I begin trying to get an answer, this is not the first time I have done this today but the first time today I have done it with such angst and need for an answer. I try to reason with her, explaining why taking the toilet paper out of the bathroom is not good. I ask questions like “how would you feel if you went to the toilet and there was no toilet paper?” The response is “mmmm” and it fuels my anger.
I want to yell, WHY CAN’T YOU JUST SPEAK TO ME! WHY CAN’T YOU JUST TELL ME!
I can feel myself breaking. This is too hard. Right now it feels too hard.

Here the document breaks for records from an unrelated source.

//! Signal-driven cancellation source.
//!
//! The launcher only needs a [`CancellationToken`]. This module produces one that is
//! cancelled when the process receives SIGINT (Ctrl-C) or, on Unix, SIGTERM.

use tokio::signal;
use tokio_util::sync::CancellationToken;
use tracing::{info, warn};

/// Returns a token that is cancelled on the first termination signal.
///
/// Must be called from within a Tokio runtime; the listener runs in a background task.
pub fn shutdown_token() -> CancellationToken {
    let token = CancellationToken::new();
    cancel_on_signal(token.clone());
    token
}

/// Spawns a task that cancels `token` on the first termination signal.
///
/// The task also exits if the token is cancelled by someone else first.
pub fn cancel_on_signal(token: CancellationToken) {
    tokio::spawn(async move {
        tokio::select! {
            name = wait_for_signal() => {
                info!(event = "os_signal", signal = name, "cancellation started");
                token.cancel();
            }
            _ = token.cancelled() => {}
        }
    });
}

async fn wait_for_signal() -> &'static str {
    #[cfg(unix)]
    {
        use tokio::signal::unix::{signal as unix_signal, SignalKind};

        match unix_signal(SignalKind::terminate()) {
            Ok(mut sigterm) => {
                tokio::select! {
                    name = ctrl_c() => name,
                    _ = sigterm.recv() => "SIGTERM",
                }
            }
            Err(e) => {
                warn!(error = %e, "failed to install SIGTERM handler, listening for SIGINT only");
                ctrl_c().await
            }
        }
    }

    #[cfg(not(unix))]
    {
        ctrl_c().await
    }
}

async fn ctrl_c() -> &'static str {
    if let Err(e) = signal::ctrl_c().await {
        // Without a handler the signal can never be observed.
        warn!(error = %e, "failed to listen for SIGINT");
        std::future::pending::<()>().await;
    }
    "SIGINT"
}
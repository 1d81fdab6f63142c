//! # Capability Contracts
//!
//! The launcher never looks inside the components it manages. Everything it knows
//! about them is expressed by two traits:
//!
//! - [`Initializer`]: one-shot setup run before any service starts (open a pool,
//!   run migrations, warm a cache).
//! - [`Service`]: a long-running component with an explicit start/stop lifecycle
//!   (an HTTP server, a queue consumer, a metrics exporter).
//!
//! # Cancellation
//!
//! Every hook receives a [`CancellationToken`]. It plays the role of a cancellable
//! context:
//!
//! - `init` and `start` get the run token, cancelled when the launcher is asked to
//!   shut down (external cancellation or another service failing).
//! - `stop` gets the shutdown token, cancelled when the shutdown deadline passes.
//!
//! Implementations are expected to observe the token and return promptly. The
//! launcher does not interrupt a `start` while the stop sequence is running.
//!
//! # Provided Methods
//!
//! [`Initializer::name`] and [`Service::name`] default to the implementing type's
//! name (e.g. `HeartbeatService`). Override them when the same type is registered
//! more than once.

use crate::error::BoxError;
use async_trait::async_trait;
use std::sync::Arc;
use tokio_util::sync::CancellationToken;

/// One-shot setup executed sequentially before any service starts.
///
/// The launcher calls [`init`](Initializer::init) exactly once, in registration order.
/// A failure aborts the run; there is no retry and no rollback of initializers that
/// already succeeded.
#[async_trait]
pub trait Initializer: Send + Sync {
    /// Name used in logs and errors.
    fn name(&self) -> &str {
        short_type_name::<Self>()
    }

    async fn init(&self, token: CancellationToken) -> Result<(), BoxError>;
}

/// A long-running component with an explicit start/stop lifecycle.
///
/// # Contract
///
/// - [`start`](Service::start) blocks until the service is stopped or the token is
///   cancelled. Returning `Err` triggers shutdown of the whole launcher. Returning
///   `Ok(())` early is treated as a clean, non-fatal exit.
/// - [`stop`](Service::stop) attempts a graceful shutdown before the token fires.
///   It is called exactly once per run, even if `start` already returned.
///
/// `start` and `stop` may run concurrently on the same instance, so both take `&self`.
#[async_trait]
pub trait Service: Send + Sync + 'static {
    /// Name used in logs and errors.
    fn name(&self) -> &str {
        short_type_name::<Self>()
    }

    async fn start(&self, token: CancellationToken) -> Result<(), BoxError>;

    async fn stop(&self, token: CancellationToken) -> Result<(), BoxError>;
}

/// Shared components can be registered while the caller keeps a handle.
#[async_trait]
impl<T: Initializer + ?Sized> Initializer for Arc<T> {
    fn name(&self) -> &str {
        (**self).name()
    }

    async fn init(&self, token: CancellationToken) -> Result<(), BoxError> {
        (**self).init(token).await
    }
}

#[async_trait]
impl<T: Service + ?Sized> Service for Arc<T> {
    fn name(&self) -> &str {
        (**self).name()
    }

    async fn start(&self, token: CancellationToken) -> Result<(), BoxError> {
        (**self).start(token).await
    }

    async fn stop(&self, token: CancellationToken) -> Result<(), BoxError> {
        (**self).stop(token).await
    }
}

/// Extract just the type name (e.g. "HeartbeatService" instead of "sample::services::HeartbeatService").
fn short_type_name<T: ?Sized>() -> &'static str {
    let full = std::any::type_name::<T>();
    // Strip generic parameters before splitting on the path separator.
    let base = full.split('<').next().unwrap_or(full);
    base.rsplit("::").next().unwrap_or(base)
}
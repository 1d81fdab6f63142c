//! Error types for the sample components.

use thiserror::Error;

#[derive(Debug, Error, PartialEq)]
pub enum SampleError {
    /// The connection pool was used before `init` or after it was closed.
    #[error("connection pool is not open")]
    PoolClosed,

    /// The configured database URL is unusable.
    #[error("invalid database url: {0:?}")]
    InvalidUrl(String),

    /// The job queue service was started twice.
    #[error("job queue already started")]
    QueueAlreadyStarted,

    /// The job queue no longer accepts jobs.
    #[error("job queue closed")]
    QueueClosed,

    /// Pending jobs were still queued when the stop deadline passed.
    #[error("job queue drain timed out with {pending} pending jobs")]
    DrainTimeout { pending: usize },
}
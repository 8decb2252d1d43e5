pub mod app;
pub mod camera;
pub mod client;
pub mod config;
pub mod events;
pub mod grid;
pub mod icons;
pub mod render;
pub mod surface;

pub use client::GridClient;
pub use config::RenderConfig;
pub use grid::GridMatrix;
pub use render::DrawOutcome;
pub use render::draw_grid;
pub use surface::Surface;
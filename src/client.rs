use std::time::Duration;

use reqwest::Url;
use thiserror::Error;
use tracing::debug;
use tracing::warn;

use crate::config::ApiVersion;
use crate::config::RenderConfig;
use crate::grid::GridMatrix;
use crate::render;
use crate::render::DrawOutcome;
use crate::surface::Surface;

/// Path of the grid endpoint, relative to the server root
pub const GRID_PATH: &str = "/getGrid";

#[derive(Debug, Error)]
pub enum ClientError {
    #[error("Invalid endpoint \"{endpoint}\": {reason}")]
    Endpoint { endpoint: String, reason: String },

    #[error("Request failed: {0}")]
    Request(#[from] reqwest::Error),

    #[error("Malformed grid payload: {0}")]
    Decode(#[from] serde_json::Error),
}

/// Talks to a Life server over HTTP.
///
/// Every method takes `&self`, so nothing stops callers from running several refreshes at once.
/// When they do, whichever response is drawn last wins.
#[derive(Debug, Clone)]
pub struct GridClient {
    http: reqwest::Client,
    base: Url,
    api: ApiVersion,
}

impl GridClient {
    pub fn new(base: Url) -> Result<Self, ClientError> {
        Self::with_options(base, ApiVersion::default(), None)
    }

    /// Requests never time out unless `timeout` is given.
    pub fn with_options(
        base: Url,
        api: ApiVersion,
        timeout: Option<Duration>,
    ) -> Result<Self, ClientError> {
        let mut builder = reqwest::Client::builder();
        if let Some(timeout) = timeout {
            builder = builder.timeout(timeout);
        }

        Ok(Self {
            http: builder.build()?,
            base,
            api,
        })
    }

    pub fn base(&self) -> &Url {
        &self.base
    }

    pub fn api(&self) -> ApiVersion {
        self.api
    }

    /// Resolve `endpoint` against the server's base URL
    pub fn endpoint_url(&self, endpoint: &str) -> Result<Url, ClientError> {
        self.base
            .join(endpoint)
            .map_err(|e| ClientError::Endpoint {
                endpoint: endpoint.to_string(),
                reason: e.to_string(),
            })
    }

    /// URL of the grid endpoint for the given configuration
    pub fn grid_url(&self, config: &RenderConfig) -> Result<Url, ClientError> {
        let mut url = self.endpoint_url(GRID_PATH)?;

        if self.api == ApiVersion::V2 {
            url.query_pairs_mut()
                .append_pair("size", &config.cell_size().to_string())
                .append_pair("frametime", &config.frametime_ms().to_string());
        }

        Ok(url)
    }

    /// Fetch the current grid.
    ///
    /// A non-2xx response is not an error: it means the server has no data, and the empty matrix
    /// is returned. The same goes for a JSON body that is not a matrix of booleans. Only a body
    /// that is not JSON at all is a [`ClientError::Decode`].
    pub async fn fetch_grid(&self, config: &RenderConfig) -> Result<GridMatrix, ClientError> {
        let url = self.grid_url(config)?;
        debug!(%url, "fetching grid");

        let response = self.http.get(url).send().await?;
        let status = response.status();

        if !status.is_success() {
            debug!(%status, "grid unavailable, using an empty grid");
            return Ok(GridMatrix::empty());
        }

        let body = response.bytes().await?;
        let value: serde_json::Value = serde_json::from_slice(&body)?;
        let grid = GridMatrix::from(value);
        debug!(
            rows = grid.row_count(),
            cols = grid.column_count(),
            "received grid"
        );

        Ok(grid)
    }

    /// Fetch the grid and draw it on `surface`.
    ///
    /// Transport failures and bodies that are not JSON are logged and leave `surface` untouched,
    /// in which case `None` is returned.
    pub async fn refresh_grid<S>(
        &self,
        surface: &mut S,
        config: &RenderConfig,
    ) -> Option<DrawOutcome>
    where
        S: Surface + ?Sized,
    {
        match self.fetch_grid(config).await {
            Ok(grid) => Some(render::draw_grid(surface, &grid, config)),
            Err(e) => {
                warn!("Grid refresh failed: {e}");
                None
            }
        }
    }

    /// Hit a control endpoint such as `/clear` or `/step`. The response is ignored; only a
    /// failure to get one is reported.
    pub async fn trigger(&self, endpoint: &str) -> Result<(), ClientError> {
        let url = self.endpoint_url(endpoint)?;
        debug!(%url, "triggering control endpoint");

        let response = self.http.get(url).send().await?;
        debug!(status = %response.status(), endpoint, "control endpoint answered");

        Ok(())
    }

    /// Hit a control endpoint, wait for the server to answer, then refresh the grid.
    ///
    /// The refresh happens even if the control request fails.
    pub async fn fetch_and_refresh<S>(
        &self,
        endpoint: &str,
        surface: &mut S,
        config: &RenderConfig,
    ) -> Option<DrawOutcome>
    where
        S: Surface + ?Sized,
    {
        if let Err(e) = self.trigger(endpoint).await {
            warn!(endpoint, "Control request failed: {e}");
        }

        self.refresh_grid(surface, config).await
    }
}
/// An axis aligned rectangle in surface pixels
#[derive(Debug, Clone, Copy, PartialEq, Eq, Hash, PartialOrd, Ord)]
pub struct Rect {
    pub x: u32,
    pub y: u32,
    pub w: u32,
    pub h: u32,
}

impl Rect {
    pub const fn new(x: u32, y: u32, w: u32, h: u32) -> Self {
        Self { x, y, w, h }
    }

    pub const fn square(x: u32, y: u32, side: u32) -> Self {
        Self::new(x, y, side, side)
    }
}

/// Something the grid can be painted on.
pub trait Surface {
    /// Set the surface dimensions in pixels. This erases everything previously drawn, even when
    /// the size does not change.
    fn resize(&mut self, width: u32, height: u32);

    /// Fill a rectangle with the foreground color
    fn fill_rect(&mut self, rect: Rect);

    /// Current `(width, height)` in pixels
    fn size(&self) -> (u32, u32);
}

impl<S: Surface + ?Sized> Surface for &mut S {
    fn resize(&mut self, width: u32, height: u32) {
        (**self).resize(width, height);
    }

    fn fill_rect(&mut self, rect: Rect) {
        (**self).fill_rect(rect);
    }

    fn size(&self) -> (u32, u32) {
        (**self).size()
    }
}

/// A surface that remembers every rectangle filled since the last resize
#[derive(Debug, Default, Clone)]
pub struct Recorder {
    width: u32,
    height: u32,
    rects: Vec<Rect>,
    resizes: usize,
}

impl Recorder {
    pub fn new() -> Self {
        Self::default()
    }

    /// Rectangles filled since the last resize, in drawing order
    pub fn rects(&self) -> &[Rect] {
        &self.rects
    }

    /// How many times the surface has been resized (and so cleared)
    pub fn resizes(&self) -> usize {
        self.resizes
    }

    pub fn is_blank(&self) -> bool {
        self.rects.is_empty()
    }
}

impl Surface for Recorder {
    fn resize(&mut self, width: u32, height: u32) {
        self.width = width;
        self.height = height;
        self.rects.clear();
        self.resizes += 1;
    }

    fn fill_rect(&mut self, rect: Rect) {
        self.rects.push(rect);
    }

    fn size(&self) -> (u32, u32) {
        (self.width, self.height)
    }
}
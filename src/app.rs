use std::collections::VecDeque;
use std::io;
use std::io::Write;
use std::time::Duration;

use anyhow::Context;
use crossterm::cursor;
use crossterm::event::Event as CrossTermEvent;
use crossterm::event::EventStream;
use crossterm::queue;
use crossterm::style;
use crossterm::terminal;
use futures::Stream;
use futures::StreamExt;
use tokio::time;
use tokio::time::Interval;
use tokio::time::MissedTickBehavior;
use tracing::debug;
use tracing::info;

use crate::camera::Camera;
use crate::client::GridClient;
use crate::config::RenderConfig;
use crate::events;
use crate::events::Action;
use crate::icons;
use crate::icons::ICON_SIZE;
use crate::icons::Icon;
use crate::render::DrawOutcome;

const HELP: &str = "q quit  c clear  r random  g glider  s step  space refresh  +/- size  [/] speed  b buttons";

/// The terminal viewer.
///
/// Actions are handled one at a time, so two grid requests are never in flight at once. Input is
/// still read while a request is pending: quitting abandons it, other keys wait their turn.
pub struct App {
    client: GridClient,
    config: RenderConfig,
    camera: Camera,
    buttons: Vec<String>,
    show_buttons: bool,
    refresh: Option<Duration>,
    last: Option<DrawOutcome>,
}

impl App {
    pub fn new(client: GridClient, config: RenderConfig, refresh: Option<Duration>) -> Self {
        let (w, h) = config.canvas_size();

        Self {
            client,
            config,
            camera: Camera::new(w as usize, h as usize),
            buttons: button_bar(&mut rand::thread_rng()),
            show_buttons: true,
            refresh,
            last: None,
        }
    }

    pub fn config(&self) -> &RenderConfig {
        &self.config
    }

    /// Take over the terminal until the user quits. The terminal is restored even if the loop
    /// fails.
    pub async fn run(&mut self) -> anyhow::Result<()> {
        let mut stdout = io::stdout();

        terminal::enable_raw_mode().context("Failed to enable raw mode")?;
        queue!(stdout, terminal::EnterAlternateScreen, cursor::Hide)?;
        stdout.flush()?;

        let res = self.event_loop(&mut stdout, EventStream::new()).await;

        queue!(stdout, cursor::Show, terminal::LeaveAlternateScreen)?;
        stdout.flush()?;
        terminal::disable_raw_mode().context("Failed to disable raw mode")?;

        res
    }

    async fn event_loop<W, St>(&mut self, out: &mut W, mut stream: St) -> anyhow::Result<()>
    where
        W: Write,
        St: Stream<Item = io::Result<CrossTermEvent>> + Unpin,
    {
        let mut ticker = self.refresh.map(|period| {
            let mut ticker = time::interval_at(time::Instant::now() + period, period);
            ticker.set_missed_tick_behavior(MissedTickBehavior::Delay);
            ticker
        });

        // the first fetch goes through the queue so it can be interrupted like any other
        let mut pending = VecDeque::from([Action::Button(Icon::Refresh)]);
        self.present(out)?;

        loop {
            let action = match pending.pop_front() {
                Some(action) => Some(action),
                None => tokio::select! {
                    event = stream.next() => match event {
                        Some(event) => events::convert_event(event?),
                        None => Some(Action::Exit),
                    },
                    _ = tick(ticker.as_mut()) => Some(Action::Button(Icon::Refresh)),
                },
            };

            let Some(action) = action else { continue };

            if !self.apply_watching(action, &mut stream, &mut pending).await? {
                info!("exiting");
                return Ok(());
            }

            self.present(out)?;
        }
    }

    /// Apply `action` while still reading input.
    ///
    /// An exit request, or the end of `stream`, abandons the request in flight and returns
    /// `false`. Anything else the user asks for meanwhile is queued on `pending`. Ticks are not
    /// queued, a refresh is already underway.
    async fn apply_watching<St>(
        &mut self,
        action: Action,
        stream: &mut St,
        pending: &mut VecDeque<Action>,
    ) -> io::Result<bool>
    where
        St: Stream<Item = io::Result<CrossTermEvent>> + Unpin,
    {
        let applied = self.apply(action);
        tokio::pin!(applied);

        loop {
            tokio::select! {
                biased;

                running = &mut applied => return Ok(running),
                event = stream.next() => match event {
                    None => return Ok(false),
                    Some(event) => match events::convert_event(event?) {
                        Some(Action::Exit) => {
                            debug!(?action, "exit requested, abandoning request");
                            return Ok(false);
                        }
                        Some(queued) => pending.push_back(queued),
                        None => {}
                    },
                },
            }
        }
    }

    /// Perform `action`. Returns `false` once the app should exit.
    pub async fn apply(&mut self, action: Action) -> bool {
        debug!(?action, "applying action");

        match action {
            Action::Exit => return false,
            Action::Redraw => {}
            Action::ToggleButtons => self.show_buttons = !self.show_buttons,
            Action::Button(icon) => match icon.endpoint() {
                Some(endpoint) => self.control(endpoint).await,
                None => self.refresh_grid().await,
            },
            Action::Step => self.control(events::STEP_ENDPOINT).await,
            Action::GrowCells => {
                self.config.grow_cells();
                self.refresh_grid().await;
            }
            Action::ShrinkCells => {
                self.config.shrink_cells();
                self.refresh_grid().await;
            }
            Action::SlowDown => {
                self.config.slow_down();
                self.refresh_grid().await;
            }
            Action::SpeedUp => {
                self.config.speed_up();
                self.refresh_grid().await;
            }
        }

        true
    }

    async fn refresh_grid(&mut self) {
        self.last = self
            .client
            .refresh_grid(&mut self.camera, &self.config)
            .await;
    }

    async fn control(&mut self, endpoint: &str) {
        self.last = self
            .client
            .fetch_and_refresh(endpoint, &mut self.camera, &self.config)
            .await;
    }

    pub fn status_line(&self) -> String {
        let last = match self.last {
            Some(DrawOutcome::Drawn { filled }) => format!("{filled} alive"),
            Some(DrawOutcome::ShapeMismatch) => "no grid".to_string(),
            None => "server unreachable".to_string(),
        };

        format!(
            "{} | size {} | frametime {}ms | {last}",
            self.client.base(),
            self.config.cell_size(),
            self.config.frametime_ms(),
        )
    }

    fn present<W: Write>(&mut self, out: &mut W) -> io::Result<()> {
        queue!(
            out,
            terminal::Clear(terminal::ClearType::All),
            cursor::MoveTo(0, 0)
        )?;

        for line in self.camera.render().lines() {
            queue!(out, style::Print(line), cursor::MoveToNextLine(1))?;
        }

        if self.show_buttons {
            for line in &self.buttons {
                queue!(out, style::Print(line), cursor::MoveToNextLine(1))?;
            }
        }

        queue!(
            out,
            style::Print(self.status_line()),
            cursor::MoveToNextLine(1),
            style::Print(HELP),
        )?;

        out.flush()
    }
}

async fn tick(ticker: Option<&mut Interval>) {
    match ticker {
        Some(ticker) => {
            ticker.tick().await;
        }
        None => std::future::pending().await,
    }
}

/// Render the four buttons side by side, one string per terminal row
pub fn button_bar<R: rand::Rng + ?Sized>(rng: &mut R) -> Vec<String> {
    let side = ICON_SIZE as usize;
    let mut cameras: [Camera; 4] = std::array::from_fn(|_| Camera::new(side, side));

    icons::draw_buttons(&mut cameras, rng);

    let frames: Vec<Vec<String>> = cameras
        .iter_mut()
        .map(|cam| cam.render().lines().map(str::to_string).collect())
        .collect();

    let rows = frames.first().map_or(0, Vec::len);

    (0..rows)
        .map(|row| {
            frames
                .iter()
                .map(|frame| frame[row].as_str())
                .collect::<Vec<_>>()
                .join(" ")
        })
        .collect()
}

I force her to put the toilet paper back. It is a waste of my energy because as soon as she leaves my sight she will go and take it and hide it again. I attempt to explain one last night why she shouldn’t take the toilet paper.
I want to lash out. I want to cry. I want to leave.
I lie down on my bed and open my laptop, my saving grace.
Today I resisted alzheimers and it has been cruel. Tomorrow I will let the magic in.
“If you resist it, it’ll be cruel to you, if you let it in, it’ll be magic!”